Par un mémoire en défense, enregistré le 3 décembre 2015, M. C...B...et Mme D...B..., représentés par MeA..., concluent :
à titre principal :
1°) à la confirmation du jugement du magistrat désigné par le président du tribunal administratif de Grenoble en date du 23 juillet 2015 ;
à titre subsidiaire :
2°) à l'annulation des arrêtés du préfet de la Savoie en date du 13 avril 2015 ;
3°) à ce qu'il soit enjoint au préfet de la Savoie de leur délivrer, à titre principal, un titre de séjour " vie privée et familiale " et, à titre subsidiaire, une autorisation provisoire de séjour, sous astreinte de 100 euros par jour de retard ; à défaut, d'enjoindre à ce préfet de réexaminer leur situation dans le délai d'un mois à compter du prononcé de l'arrêt et de leur délivrer, dans l'attente des décisions, une autorisation provisoire de séjour les autorisant à travailler ;
4°) à ce qu'une somme de mille euros soit mise à la charge de l'Etat au profit de leur conseil en application des dispositions combinées de l'article L. 761-1 du code de justice administrative et de l'article 37 de la loi n° 91-647 du 10 juillet 1991 modifiée.
Ils soutiennent que :
- le tribunal administratif de Grenoble a, par un autre jugement du 23 juillet 2015, devenu définitif, annulé les décisions du préfet de la Savoie en date de 13 avril 2015 portant refus de titre de séjour ;
- c'est à bon droit que le tribunal administratif a jugé que l'obligation de quitter le territoire français opposée à M. B...méconnaît les dispositions du 10° de l'article L. 511-4 du code de l'entrée et du séjour des étrangers et du droit d'asile et que celle prise à l'encontre de Mme B...est entachée d'une erreur manifeste d'appréciation ;
- les décisions portant obligation de quitter le territoire français opposées à M. et Mme B... doivent être annulées par voie de conséquence de l'annulation des décisions portant refus de séjour qui ont été annulées par un jugement du tribunal administratif de Grenoble devenu définitif ; elles méconnaissent les stipulations de l'article 8 de la convention européenne de sauvegarde des droits de l'homme et des libertés fondamentales et de l'article 3-1 de la convention internationale relative aux droits de l'enfant ; elles sont entachées d'une erreur manifeste d'appréciation ;
- les décisions fixant le pays de leur destination doivent être annulées par voie de conséquence de l'annulation déjà prononcée des décisions de refus de titre de séjour et de l'annulation des décisions portant obligation de quitter le territoire français que devra prononcer la Cour ; elles méconnaissent les stipulations de l'article 3 de la convention européenne de sauvegarde des droits de l'homme et des libertés fondamentales.
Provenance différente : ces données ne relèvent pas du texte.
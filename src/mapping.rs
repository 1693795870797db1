// Wallet client for the Aleo coffee shop workshop
//
// SPDX-License-Identifier: Apache-2.0
//
// Designed in 2019-2025 by Dr Maxim Orlovsky <orlovsky@lnp-bp.org>
// Written in 2024-2025 by Dr Maxim Orlovsky <orlovsky@lnp-bp.org>
//
// Copyright (C) 2019-2024 LNP/BP Standards Association, Switzerland.
// Copyright (C) 2024-2025 LNP/BP Laboratories,
//                         Institute for Distributed and Cognitive Systems (InDCS), Switzerland.
// Copyright (C) 2025 RGB Consortium, Switzerland.
// Copyright (C) 2019-2025 Dr Maxim Orlovsky.
// All rights under the above copyrights are reserved.
//
// Licensed under the Apache License, Version 2.0 (the "License"); you may not use this file except
// in compliance with the License. You may obtain a copy of the License at
//
//        http://www.apache.org/licenses/LICENSE-2.0
//
// Unless required by applicable law or agreed to in writing, software distributed under the License
// is distributed on an "AS IS" BASIS, WITHOUT WARRANTIES OR CONDITIONS OF ANY KIND, either express
// or implied. See the License for the specific language governing permissions and limitations under
// the License.

use std::time::Duration;

use reqwest::blocking::Client;
use serde_json::Value;

use crate::{QueryError, COFFEE_MAPPING, COFFEE_ZERO};

/// Read-only access to public contract mappings.
pub trait MappingQuery {
    /// Looks up `mapping[key]` of a program.
    ///
    /// Returns `None` when the entry is not set.
    fn get_value(&self, program: &str, mapping: &str, key: &str)
        -> Result<Option<Value>, QueryError>;
}

/// Mapping lookups against an Aleoscan-compatible indexer API.
pub struct AleoscanClient {
    url: String,
    client: Client,
}

impl AleoscanClient {
    pub fn new(url: &str, timeout: Option<Duration>) -> Result<Self, QueryError> {
        let mut builder = Client::builder();
        if let Some(timeout) = timeout {
            builder = builder.timeout(timeout);
        }
        Ok(AleoscanClient::with_client(url, builder.build()?))
    }

    /// Uses a preconfigured HTTP client, e.g. one with custom TLS roots or proxy settings.
    pub fn with_client(url: &str, client: Client) -> Self {
        AleoscanClient { url: url.trim_end_matches('/').to_owned(), client }
    }

    pub fn url(&self) -> &str { &self.url }
}

impl MappingQuery for AleoscanClient {
    fn get_value(
        &self,
        program: &str,
        mapping: &str,
        key: &str,
    ) -> Result<Option<Value>, QueryError> {
        let url = format!("{}/mapping/get_value/{program}/{mapping}/{key}", self.url);
        debug!("Querying mapping value from {url}");
        let resp = self.client.get(&url).send()?;
        let status = resp.status();
        if !status.is_success() {
            return Err(QueryError::Status(status.as_u16()));
        }
        let body: Value = serde_json::from_str(&resp.text()?)?;
        trace!("Mapping API response: {body}");
        Ok(extract_value(&body))
    }
}

/// Extracts the `value` field of a mapping API response body.
pub fn extract_value(body: &Value) -> Option<Value> {
    body.get("value").filter(|value| !value.is_null()).cloned()
}

/// Presents a mapping value, treating an unset entry as the zero literal of the value type.
pub fn render_value(value: Option<Value>, zero: &str) -> String {
    match value {
        None => zero.to_owned(),
        Some(Value::String(value)) => value,
        Some(other) => other.to_string(),
    }
}

/// Number of coffees bought by an address, as a `u8` literal.
pub fn coffee_total<Q: MappingQuery + ?Sized>(
    query: &Q,
    program: &str,
    address: &str,
) -> Result<String, QueryError> {
    let value = query.get_value(program, COFFEE_MAPPING, address)?;
    Ok(render_value(value, COFFEE_ZERO))
}
// Wallet client for the Aleo coffee shop workshop
//
// SPDX-License-Identifier: Apache-2.0
//
// Designed in 2019-2025 by Dr Maxim Orlovsky <orlovsky@lnp-bp.org>
// Written in 2024-2025 by Dr Maxim Orlovsky <orlovsky@lnp-bp.org>
//
// Copyright (C) 2019-2024 LNP/BP Standards Association, Switzerland.
// Copyright (C) 2024-2025 LNP/BP Laboratories,
//                         Institute for Distributed and Cognitive Systems (InDCS), Switzerland.
// Copyright (C) 2025 RGB Consortium, Switzerland.
// Copyright (C) 2019-2025 Dr Maxim Orlovsky.
// All rights under the above copyrights are reserved.
//
// Licensed under the Apache License, Version 2.0 (the "License"); you may not use this file except
// in compliance with the License. You may obtain a copy of the License at
//
//        http://www.apache.org/licenses/LICENSE-2.0
//
// Unless required by applicable law or agreed to in writing, software distributed under the License
// is distributed on an "AS IS" BASIS, WITHOUT WARRANTIES OR CONDITIONS OF ANY KIND, either express
// or implied. See the License for the specific language governing permissions and limitations under
// the License.

//! Wallet reached over a local HTTP bridge.
//!
//! Browser wallets expose their adapter only to web pages; the bridge is a small companion
//! service forwarding the same adapter calls from outside a browser. Endpoints:
//!
//! - `GET  /account` → `{"address": "aleo1..."}`, `null` address when no account is connected;
//! - `POST /transaction/request` with a [`TransactionRequest`] → `{"transactionId": "..."}`;
//! - `POST /transaction/submit` with a [`Transaction`] → `{"transactionId": "..."}`;
//! - `GET  /records/{program}` → JSON array of record entries.
//!
//! HTTP 401 means the wallet got disconnected, 403 that the user declined the request.

use std::time::Duration;

use reqwest::blocking::{Client, Response};
use reqwest::StatusCode;
use serde_crate::de::DeserializeOwned;
use serde_crate::{Deserialize, Serialize};
use serde_json::Value;

use crate::{ConnectionContext, Transaction, TransactionRequest, TxId, Wallet, WalletError};

#[derive(Clone, PartialEq, Eq, Debug)]
#[derive(Deserialize)]
#[serde(crate = "serde_crate", rename_all = "camelCase")]
struct Account {
    #[serde(default)]
    address: Option<String>,
}

#[derive(Clone, PartialEq, Eq, Debug)]
#[derive(Deserialize)]
#[serde(crate = "serde_crate", rename_all = "camelCase")]
struct Receipt {
    transaction_id: TxId,
}

pub struct BridgeWallet {
    url: String,
    client: Client,
}

impl BridgeWallet {
    pub fn new(url: &str, timeout: Option<Duration>) -> Result<Self, WalletError> {
        let mut builder = Client::builder();
        if let Some(timeout) = timeout {
            builder = builder.timeout(timeout);
        }
        Ok(BridgeWallet::with_client(url, builder.build()?))
    }

    /// Uses a preconfigured HTTP client, e.g. one with custom TLS roots or proxy settings.
    pub fn with_client(url: &str, client: Client) -> Self {
        BridgeWallet { url: url.trim_end_matches('/').to_owned(), client }
    }

    pub fn url(&self) -> &str { &self.url }

    /// Address of the account currently connected in the wallet, if any.
    pub fn account(&self) -> Result<Option<String>, WalletError> {
        let account: Account = self.get("account")?;
        Ok(account.address.filter(|addr| !addr.is_empty()))
    }

    /// Builds connection context from the account the wallet reports.
    ///
    /// A wallet without a connected account results in a disconnected context.
    pub fn connect(self) -> Result<ConnectionContext, WalletError> {
        Ok(match self.account()? {
            Some(address) => {
                info!("Connected to wallet account {address} via {}", self.url);
                ConnectionContext::connected(address, self)
            }
            None => {
                warn!("Wallet bridge at {} has no connected account", self.url);
                ConnectionContext::disconnected()
            }
        })
    }

    fn get<T: DeserializeOwned>(&self, path: &str) -> Result<T, WalletError> {
        let url = format!("{}/{path}", self.url);
        debug!("Wallet bridge request GET {url}");
        let resp = self.client.get(&url).send()?;
        decode(resp)
    }

    fn post(&self, path: &str, body: &impl Serialize) -> Result<TxId, WalletError> {
        let url = format!("{}/{path}", self.url);
        debug!("Wallet bridge request POST {url}");
        let resp = self.client.post(&url).json(body).send()?;
        let receipt: Receipt = decode(resp)?;
        Ok(receipt.transaction_id)
    }
}

fn decode<T: DeserializeOwned>(resp: Response) -> Result<T, WalletError> {
    match resp.status() {
        status if status.is_success() => {
            let text = resp.text()?;
            Ok(serde_json::from_str(&text)?)
        }
        StatusCode::UNAUTHORIZED => Err(WalletError::NotConnected),
        StatusCode::FORBIDDEN => Err(WalletError::Rejected),
        status => Err(WalletError::Status(status.as_u16())),
    }
}

impl Wallet for BridgeWallet {
    fn submit_direct(&self, request: &TransactionRequest) -> Result<TxId, WalletError> {
        self.post("transaction/request", request)
    }

    fn submit_constructed(&self, tx: &Transaction) -> Result<TxId, WalletError> {
        self.post("transaction/submit", tx)
    }

    fn record_plaintexts(&self, program: &str) -> Result<Vec<Value>, WalletError> {
        self.get(&format!("records/{program}"))
    }
}
// Wallet client for the Aleo coffee shop workshop
//
// SPDX-License-Identifier: Apache-2.0
//
// Designed in 2019-2025 by Dr Maxim Orlovsky <orlovsky@lnp-bp.org>
// Written in 2024-2025 by Dr Maxim Orlovsky <orlovsky@lnp-bp.org>
//
// Copyright (C) 2019-2024 LNP/BP Standards Association, Switzerland.
// Copyright (C) 2024-2025 LNP/BP Laboratories,
//                         Institute for Distributed and Cognitive Systems (InDCS), Switzerland.
// Copyright (C) 2025 RGB Consortium, Switzerland.
// Copyright (C) 2019-2025 Dr Maxim Orlovsky.
// All rights under the above copyrights are reserved.
//
// Licensed under the Apache License, Version 2.0 (the "License"); you may not use this file except
// in compliance with the License. You may obtain a copy of the License at
//
//        http://www.apache.org/licenses/LICENSE-2.0
//
// Unless required by applicable law or agreed to in writing, software distributed under the License
// is distributed on an "AS IS" BASIS, WITHOUT WARRANTIES OR CONDITIONS OF ANY KIND, either express
// or implied. See the License for the specific language governing permissions and limitations under
// the License.

//! Coffee actions panel: the forms and the flows submitting them.
//!
//! Each flow follows the same course: it checks the wallet connection, validates its own form,
//! builds the contract call payload and passes it to the wallet (or to the mapping API for the
//! coffee check). The form is marked as submitting for the whole duration and the mark is
//! released on every exit path. External failures are logged and presented with a generic
//! message specific to the card.

use core::fmt::{self, Display, Formatter};

use indexmap::IndexMap;

use crate::{
    coffee_total, fetch_records, parse_amount, require_address, require_record, AmountPolicy,
    Card, CoffeeCall, Config, ConnectionContext, FetchedRecord, FlowError, FormState, IntWidth,
    LastTx, MappingQuery, RecordInput, TxId, TxNotice, TxParams, TxPublisher, ValidationError,
};

pub const FIELD_AMOUNT: &str = "amount";
pub const FIELD_RECORD: &str = "record";
pub const FIELD_RECORD_A: &str = "record_a";
pub const FIELD_RECORD_B: &str = "record_b";
pub const FIELD_ADDRESS: &str = "address";
pub const FIELD_PROGRAM: &str = "program";

impl Card {
    pub fn fields(self) -> &'static [&'static str] {
        match self {
            Card::BuyPublic => &[FIELD_AMOUNT],
            Card::BuyPrivate => &[FIELD_RECORD, FIELD_AMOUNT],
            Card::JoinRecords => &[FIELD_RECORD_A, FIELD_RECORD_B],
            Card::SplitRecord => &[FIELD_RECORD, FIELD_AMOUNT],
            Card::CheckCoffee => &[FIELD_ADDRESS],
            Card::FetchRecords => &[FIELD_PROGRAM],
        }
    }

    /// User-facing message for a failed flow of this card.
    pub fn alert(self, err: &FlowError) -> &'static str {
        match err {
            FlowError::NotConnected => "No wallet connected",
            FlowError::Busy => "Submission is already in progress",
            FlowError::Validation(err) => self.validation_alert(err),
            FlowError::Wallet(_) | FlowError::Query(_) => self.failure_alert(),
        }
    }

    fn validation_alert(self, err: &ValidationError) -> &'static str {
        match err {
            ValidationError::InvalidAmount(_) | ValidationError::AmountOutOfRange(..) => match self {
                Card::SplitRecord => "Enter a valid split amount (u64)",
                _ => "Enter a valid coffee amount (u8)",
            },
            ValidationError::EmptyRecord(_) => match self {
                Card::BuyPrivate => "Paste a credits.aleo/credits record JSON",
                Card::JoinRecords => "Paste two credits.aleo/credits records (JSON)",
                _ => "Paste a credits.aleo/credits record (JSON)",
            },
            ValidationError::EmptyAddress => "Enter an Aleo address",
            ValidationError::UnknownField(_) => "Unknown form field",
        }
    }

    fn failure_alert(self) -> &'static str {
        match self {
            Card::BuyPublic => "Transaction failed. See console for details.",
            Card::BuyPrivate => "Private purchase failed. Check your record JSON and try again.",
            Card::JoinRecords => "Join failed. Check your record JSONs and try again.",
            Card::SplitRecord => "Split failed. Check your record JSON and try again.",
            Card::CheckCoffee => "Unable to read mapping value right now.",
            Card::FetchRecords => "Could not fetch records.",
        }
    }
}

/// Successful completion of a flow.
#[derive(Clone, PartialEq, Eq, Debug)]
pub enum Outcome {
    Submitted(TxId),
    CoffeeTotal(String),
    Records(Vec<FetchedRecord>),
}

impl Display for Outcome {
    fn fmt(&self, f: &mut Formatter<'_>) -> fmt::Result {
        match self {
            Outcome::Submitted(tx_id) => write!(f, "Submitted. Track in wallet. Tx: {tx_id}"),
            Outcome::CoffeeTotal(total) => write!(f, "Total coffee: {total}"),
            Outcome::Records(records) => write!(f, "Fetched {} records", records.len()),
        }
    }
}

pub struct Panel {
    connection: ConnectionContext,
    query: Box<dyn MappingQuery>,
    params: TxParams,
    policy: AmountPolicy,
    forms: IndexMap<Card, FormState>,
    last_tx: LastTx,
    checked_amount: Option<String>,
    fetched_records: Vec<FetchedRecord>,
}

impl Panel {
    pub fn new(
        connection: ConnectionContext,
        query: impl MappingQuery + 'static,
        config: &Config,
    ) -> Self {
        let mut forms = Card::ALL
            .into_iter()
            .map(|card| (card, FormState::with_fields(card.fields())))
            .collect::<IndexMap<_, _>>();
        if let Some(form) = forms.get_mut(&Card::FetchRecords) {
            form.set(FIELD_PROGRAM, config.records_program.clone());
        }
        Panel {
            connection,
            query: Box::new(query),
            params: config.tx_params(),
            policy: config.amount_policy,
            forms,
            last_tx: LastTx::new(),
            checked_amount: None,
            fetched_records: vec![],
        }
    }

    pub fn connection(&self) -> &ConnectionContext { &self.connection }

    /// Replaces the wallet connection, e.g. after the wallet got (dis)connected.
    pub fn set_connection(&mut self, connection: ConnectionContext) { self.connection = connection; }

    pub fn form(&self, card: Card) -> &FormState { &self.forms[&card] }

    pub fn set_field(
        &mut self,
        card: Card,
        field: &str,
        value: impl Into<String>,
    ) -> Result<(), ValidationError> {
        let form = &mut self.forms[&card];
        if !form.set(field, value) {
            return Err(ValidationError::UnknownField(field.to_owned()));
        }
        Ok(())
    }

    /// Identifier of the most recent transaction submitted from any card.
    pub fn last_tx(&mut self) -> Option<&TxNotice> { self.last_tx.latest() }

    /// Publisher feeding [`Panel::last_tx`], for flows submitted outside of the panel.
    pub fn tx_publisher(&self) -> TxPublisher { self.last_tx.publisher() }

    pub fn checked_amount(&self) -> Option<&str> { self.checked_amount.as_deref() }

    pub fn fetched_records(&self) -> &[FetchedRecord] { &self.fetched_records }

    /// Runs the flow of a card with the current content of its form.
    pub fn submit(&mut self, card: Card) -> Result<Outcome, FlowError> {
        let _guard = self.form(card).begin()?;
        let res = self.run(card);
        match &res {
            Ok(outcome) => {
                debug!("Flow {card} completed: {outcome}");
                self.forms[&card].set_result(outcome.to_string());
            }
            Err(err) => {
                if err.is_external() {
                    error!("Flow {card} failed: {err}");
                } else {
                    debug!("Flow {card} blocked: {err}");
                }
                self.forms[&card].set_error(card.alert(err));
            }
        }
        res
    }

    fn run(&mut self, card: Card) -> Result<Outcome, FlowError> {
        match card {
            Card::BuyPublic => {
                self.connection.signer()?;
                let amount = self.amount(card, IntWidth::U8)?;
                self.send(card, CoffeeCall::BuyPublic { amount })
            }
            Card::BuyPrivate => {
                self.connection.signer()?;
                let amount = self.amount(card, IntWidth::U8)?;
                let record = self.record(card, FIELD_RECORD)?;
                self.send(card, CoffeeCall::BuyPrivate { record, amount })
            }
            Card::JoinRecords => {
                self.connection.signer()?;
                let form = self.form(card);
                require_record(form.get(FIELD_RECORD_A), FIELD_RECORD_A)?;
                require_record(form.get(FIELD_RECORD_B), FIELD_RECORD_B)?;
                let first = RecordInput::parse(form.get(FIELD_RECORD_A));
                let second = RecordInput::parse(form.get(FIELD_RECORD_B));
                self.send(card, CoffeeCall::CombineRecords { first, second })
            }
            Card::SplitRecord => {
                self.connection.signer()?;
                let record = self.record(card, FIELD_RECORD)?;
                let amount = self.amount(card, IntWidth::U64)?;
                self.send(card, CoffeeCall::SplitRecords { record, amount })
            }
            Card::CheckCoffee => {
                let address = require_address(self.form(card).get(FIELD_ADDRESS))?.to_owned();
                self.checked_amount = None;
                let total = coffee_total(self.query.as_ref(), &self.params.program, &address)?;
                info!("Address {address} has {total} coffee");
                self.checked_amount = Some(total.clone());
                Ok(Outcome::CoffeeTotal(total))
            }
            Card::FetchRecords => {
                let wallet = self.connection.wallet().ok_or(FlowError::NotConnected)?;
                let program = self.form(card).get(FIELD_PROGRAM).to_owned();
                self.fetched_records.clear();
                let records = fetch_records(wallet, &program)?;
                self.fetched_records = records.clone();
                Ok(Outcome::Records(records))
            }
        }
    }

    fn amount(&self, card: Card, width: IntWidth) -> Result<crate::Amount, ValidationError> {
        parse_amount(self.form(card).get(FIELD_AMOUNT), width, self.policy)
    }

    fn record(&self, card: Card, field: &'static str) -> Result<RecordInput, ValidationError> {
        require_record(self.form(card).get(field), field).map(RecordInput::parse)
    }

    fn send(&self, card: Card, call: CoffeeCall) -> Result<Outcome, FlowError> {
        let tx_id = self.connection.dispatch(&self.params, &call)?;
        self.last_tx
            .publisher()
            .publish(TxNotice::new(card, tx_id.clone()));
        Ok(Outcome::Submitted(tx_id))
    }
}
Par une ordonnance en date du 11 mars 2016, la clôture de l'instruction a été fixée au 6 avril 2016 à 16H30, en application de l'article R. 613-1 du code de justice administrative.
M. et Mme B...ont été admis au bénéfice de l'aide juridictionnelle totale par une décision du 3 novembre 2015.
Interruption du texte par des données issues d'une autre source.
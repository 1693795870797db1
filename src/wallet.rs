// Wallet client for the Aleo coffee shop workshop
//
// SPDX-License-Identifier: Apache-2.0
//
// Designed in 2019-2025 by Dr Maxim Orlovsky <orlovsky@lnp-bp.org>
// Written in 2024-2025 by Dr Maxim Orlovsky <orlovsky@lnp-bp.org>
//
// Copyright (C) 2019-2024 LNP/BP Standards Association, Switzerland.
// Copyright (C) 2024-2025 LNP/BP Laboratories,
//                         Institute for Distributed and Cognitive Systems (InDCS), Switzerland.
// Copyright (C) 2025 RGB Consortium, Switzerland.
// Copyright (C) 2019-2025 Dr Maxim Orlovsky.
// All rights under the above copyrights are reserved.
//
// Licensed under the Apache License, Version 2.0 (the "License"); you may not use this file except
// in compliance with the License. You may obtain a copy of the License at
//
//        http://www.apache.org/licenses/LICENSE-2.0
//
// Unless required by applicable law or agreed to in writing, software distributed under the License
// is distributed on an "AS IS" BASIS, WITHOUT WARRANTIES OR CONDITIONS OF ANY KIND, either express
// or implied. See the License for the specific language governing permissions and limitations under
// the License.

use serde_json::Value;

use crate::{
    CoffeeCall, FlowError, Protocol, Transaction, TransactionRequest, Transition, TxId, TxParams,
    WalletError,
};

/// Capabilities of a connected wallet.
///
/// Implementations own signing, proving and broadcasting; this crate only passes plain data in
/// and gets opaque identifiers back. Any method may block until the user approves or declines
/// the request in the wallet, and no timeout is applied on top of that.
pub trait Wallet {
    /// Submits a declarative transaction request in a single call.
    fn submit_direct(&self, request: &TransactionRequest) -> Result<TxId, WalletError>;

    /// Requests approval and submission of an already constructed transaction.
    fn submit_constructed(&self, tx: &Transaction) -> Result<TxId, WalletError>;

    /// Lists record entries the wallet holds for a program.
    ///
    /// Entries are returned in the shape the wallet uses; see
    /// [`crate::normalize_records`] for the tolerated variations.
    fn record_plaintexts(&self, program: &str) -> Result<Vec<Value>, WalletError>;
}

/// Wallet connection, as supplied by whoever manages the wallet.
#[derive(Default)]
pub struct ConnectionContext {
    address: Option<String>,
    wallet: Option<Box<dyn Wallet>>,
}

impl ConnectionContext {
    pub fn disconnected() -> Self { ConnectionContext::default() }

    pub fn connected(address: impl Into<String>, wallet: impl Wallet + 'static) -> Self {
        ConnectionContext { address: Some(address.into()), wallet: Some(Box::new(wallet)) }
    }

    pub fn with(address: Option<String>, wallet: Option<Box<dyn Wallet>>) -> Self {
        ConnectionContext { address, wallet }
    }

    pub fn address(&self) -> Option<&str> { self.address.as_deref().filter(|addr| !addr.is_empty()) }

    pub fn wallet(&self) -> Option<&dyn Wallet> { self.wallet.as_deref() }

    pub fn is_connected(&self) -> bool { self.signer().is_ok() }

    /// Sender address together with the wallet able to sign for it.
    pub fn signer(&self) -> Result<(&str, &dyn Wallet), FlowError> {
        match (self.address(), self.wallet()) {
            (Some(address), Some(wallet)) => Ok((address, wallet)),
            _ => Err(FlowError::NotConnected),
        }
    }

    pub fn disconnect(&mut self) {
        self.address = None;
        self.wallet = None;
    }

    /// Submits a contract call through the protocol it requires.
    pub fn dispatch(&self, params: &TxParams, call: &CoffeeCall) -> Result<TxId, FlowError> {
        let (address, wallet) = self.signer()?;
        let function = call.function_name();
        let tx_id = match call.protocol() {
            Protocol::Direct => {
                let transition = Transition::new(&params.program, function, call.inputs());
                let request = TransactionRequest::with(
                    address,
                    &params.network,
                    transition,
                    params.fee,
                    params.fee_private,
                );
                debug!("Requesting {function} from the wallet via direct request");
                trace!("Transaction request: {request:?}");
                wallet.submit_direct(&request)?
            }
            Protocol::Constructed => {
                let tx = Transaction::create(
                    address,
                    &params.network,
                    &params.program,
                    function,
                    call.inputs(),
                    params.fee,
                    params.fee_private,
                );
                debug!("Requesting approval of constructed {function} transaction");
                trace!("Transaction: {tx:?}");
                wallet.submit_constructed(&tx)?
            }
        };
        info!("Wallet accepted {function} transaction {tx_id}");
        Ok(tx_id)
    }
}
Vu les autres pièces du dossier.
Vu :
- la convention internationale relative aux droits de l'enfant, signée à New-York le 26 janvier 1990 ;
- la convention européenne de sauvegarde des droits de l'homme et des libertés fondamentales ;
- le code de l'entrée et du séjour des étrangers et du droit d'asile ;
- la loi n° 91-647 du 10 juillet 1991 modifiée ;
- le code de justice administrative.
Le président de la formation de jugement a dispensé le rapporteur public, sur sa proposition, de prononcer des conclusions à l'audience.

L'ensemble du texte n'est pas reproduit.